2017 Say-on-Pay Recap for the REIT Industry
The non-binding Say-on-Pay shareholder advisory vote has now completed its seventh year. Key takeaways from 2017 include the trend that self-managed REITs continue to receive Say-on-Pay support at a slightly higher rate than general industries, while externally-managed REITs or issuers (EMIs) continue to receive Say-on-Pay pressure following ISS adding “Insufficient Executive Compensation Disclosure by EMIs” to its list of problematic pay practices in 2016.

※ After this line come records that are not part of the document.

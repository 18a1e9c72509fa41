//! Errors raised while reading `.localpipe/` and env files.
//!
//! A missing file is never an error; only files that exist but cannot be
//! read or parsed are.

use std::path::PathBuf;
use thiserror::Error;

#[derive(Error, Debug)]
pub enum ConfigError {
    #[error("Cannot read {path:?}: {source}")]
    FileRead {
        path: PathBuf,
        source: std::io::Error,
    },

    /// `config.toml` is not valid TOML for [`PipelineSettings`](lp_protocol::config_models::PipelineSettings).
    #[error("Invalid settings in {path:?}: {source}")]
    TomlParse {
        path: PathBuf,
        source: toml::de::Error,
    },

    /// `pipeline.yaml` does not describe a pipeline definition.
    #[error("Invalid pipeline definition in {path:?}: {source}")]
    YamlParse {
        path: PathBuf,
        source: serde_yaml::Error,
    },

    /// A line of an env file is not `KEY=VALUE`.
    #[error("Invalid line {line} in env file {path}: {content}")]
    EnvLine {
        path: PathBuf,
        line: usize,
        content: String,
    },

    /// A setting parsed but has an unusable value.
    #[error("Invalid value in {path:?}: {reason}")]
    InvalidConfig { path: PathBuf, reason: String },
}

pub type ConfigResult<T> = Result<T, ConfigError>;
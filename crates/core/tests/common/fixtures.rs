//! Test fixtures for projects, steps and engines.

#![allow(dead_code)]

use lp_core::engine::PipelineEngine;
use lp_core::logging::StructuredLogger;
use lp_core::steps::{ScriptedStep, Step, StepContext, StepOutput};
use lp_protocol::run_models::StepName;
use std::path::Path;
use std::sync::Arc;
use tempfile::TempDir;

pub const TEST_RUN_ID: &str = "run-20260309-140507-t3st01";

/// Create a temporary project with a `.localpipe/` configuration whose
/// commands are plain shell built-ins.
///
/// Returns a TempDir that must be kept alive for the test duration.
pub fn create_test_project(pipeline_yaml: &str) -> std::io::Result<TempDir> {
    let temp_dir = tempfile::tempdir()?;
    let root = temp_dir.path();

    std::fs::create_dir_all(root.join(".localpipe"))?;
    std::fs::write(
        root.join(".localpipe/config.toml"),
        "timeout_seconds = 60\nlog_dir = \"logs\"\n",
    )?;
    std::fs::write(root.join(".localpipe/pipeline.yaml"), pipeline_yaml)?;
    std::fs::write(root.join(".env.development"), "APP_MODE=test\n")?;

    Ok(temp_dir)
}

/// A pipeline definition where every step succeeds.
pub const PASSING_PIPELINE: &str = r#"
lint:
  check: "true"
test-unit: "echo unit ok"
test-integration: "echo integration ok"
test-e2e: "echo e2e ok"
build: "echo built"
deploy:
  commit-command: "echo 0123abcd"
  git-operations:
    - "true"
"#;

/// Scripted replacements for every pipeline step, all succeeding.
pub fn succeeding_steps() -> Vec<ScriptedStep> {
    StepName::PIPELINE
        .iter()
        .map(|name| ScriptedStep::succeeding(*name))
        .collect()
}

/// Replace the scripted step with the same name.
pub fn with_step(mut steps: Vec<ScriptedStep>, replacement: ScriptedStep) -> Vec<ScriptedStep> {
    let name = replacement.name();
    if let Some(slot) = steps.iter_mut().find(|step| step.name() == name) {
        *slot = replacement;
    }
    steps
}

/// Outputs for a step that fails with `code` and then succeeds.
pub fn fail_then_succeed(code: i32) -> Vec<StepOutput> {
    vec![StepOutput::failure(code, "first attempt failed"), StepOutput::success()]
}

/// Create an engine over scripted steps, logging to memory only.
pub fn create_engine(steps: Vec<ScriptedStep>) -> PipelineEngine {
    let steps: Vec<Arc<dyn Step>> = steps
        .into_iter()
        .map(|step| Arc::new(step) as Arc<dyn Step>)
        .collect();
    PipelineEngine::new(steps, create_context(Path::new(".")))
}

pub fn create_context(root: &Path) -> StepContext {
    StepContext::new(root, Arc::new(StructuredLogger::new(TEST_RUN_ID)))
}
//! Parallel execution of independent test groups.
//!
//! Groups run as concurrent tasks, each buffering its own output. If any
//! group fails because of resource contention, every task is aborted (their
//! child processes are killed on drop), the partial results are thrown away
//! and the groups are run again one at a time. Only the serial results are
//! reported.

use crate::classifier::{classify, ContentionPatterns, FailureCategory};
use crate::logging::LogLevel;
use crate::state::run::{attempt_step, StepAttempt};
use crate::steps::{Step, StepContext};
use std::sync::Arc;
use tokio::task::JoinSet;

/// How a batch was executed.
#[derive(Debug, Clone, Copy, PartialEq, Eq)]
pub enum BatchMode {
    Parallel,
    /// Parallel run abandoned after contention; results are from the
    /// serial re-run.
    SerialFallback,
    Serial,
}

/// One attempt per group, in declared group order.
#[derive(Debug)]
pub struct TestBatchReport {
    pub attempts: Vec<StepAttempt>,
    pub mode: BatchMode,
}

pub struct ParallelExecutionManager {
    enabled: bool,
    patterns: ContentionPatterns,
}

enum ParallelOutcome {
    Completed(Vec<StepAttempt>),
    Contention { group: String },
}

impl ParallelExecutionManager {
    pub fn new(enabled: bool, patterns: ContentionPatterns) -> Self {
        Self { enabled, patterns }
    }

    pub async fn run(&self, groups: &[Arc<dyn Step>], ctx: &StepContext) -> TestBatchReport {
        if !self.enabled || groups.len() < 2 {
            return TestBatchReport {
                attempts: run_serial(groups, ctx).await,
                mode: BatchMode::Serial,
            };
        }

        match self.run_parallel(groups, ctx).await {
            ParallelOutcome::Completed(attempts) => TestBatchReport {
                attempts,
                mode: BatchMode::Parallel,
            },
            ParallelOutcome::Contention { group } => {
                crate::log_event!(
                    ctx.logger,
                    LogLevel::Warn,
                    group.as_str(),
                    "resource contention detected, falling back to serial execution"
                );
                TestBatchReport {
                    attempts: run_serial(groups, ctx).await,
                    mode: BatchMode::SerialFallback,
                }
            }
        }
    }

    async fn run_parallel(&self, groups: &[Arc<dyn Step>], ctx: &StepContext) -> ParallelOutcome {
        let mut workers = JoinSet::new();
        for (index, group) in groups.iter().enumerate() {
            let group = Arc::clone(group);
            let ctx = ctx.clone();
            workers.spawn(async move { (index, attempt_step(group.as_ref(), &ctx, 1).await) });
        }

        let mut slots: Vec<Option<StepAttempt>> = vec![None; groups.len()];
        let mut contended = None;

        while let Some(joined) = workers.join_next().await {
            match joined {
                Ok((index, attempt)) => {
                    let category = classify(
                        attempt.output.exit_code,
                        &attempt.output.output,
                        &self.patterns,
                    );
                    if category == Some(FailureCategory::Contention) {
                        tracing::debug!(group = %attempt.name, "contention in parallel worker");
                        contended = Some(attempt.name.to_string());
                        break;
                    }
                    slots[index] = Some(attempt);
                }
                Err(err) => {
                    // A worker that panicked leaves no usable result.
                    tracing::warn!("parallel test worker failed: {err}");
                    contended = Some("test".to_string());
                    break;
                }
            }
        }

        if let Some(group) = contended {
            workers.abort_all();
            while workers.join_next().await.is_some() {}
            return ParallelOutcome::Contention { group };
        }

        ParallelOutcome::Completed(slots.into_iter().flatten().collect())
    }
}

async fn run_serial(groups: &[Arc<dyn Step>], ctx: &StepContext) -> Vec<StepAttempt> {
    let mut attempts = Vec::with_capacity(groups.len());
    for group in groups {
        attempts.push(attempt_step(group.as_ref(), ctx, 1).await);
    }
    attempts
}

Say-on-Pay results in terms of average support and the percent of companies that failed was only slightly better for self-managed REITs than Russell 3000 companies. Yet in terms of ISS feedback, REITs received significantly fewer negative voting recommendations with only 5.8% of self-managed REITs receiving an Against voting recommendation as compared to 12.3% of companies in the Russell 3000. While it is hard to ascertain the precise reason for such strong REIT Say-on-Pay support from ISS, it is likely attributable to a number of factors that are beneficial under the ISS pay-for-performance evaluation, including:
- Strong TSR performance at REITs for the three-year period ending in 2016, which directly affects the relative Pay-TSR relationship used for ISS’ pay-for-performance model;
- REITs heavily utilize formulaic cash bonus plans that promote pay-for-performance alignment and transparency; and
- REITs grant TSR-based performance-based equity plans at a higher rate than other industries, which provides direct alignment between CEO pay and shareholder returns.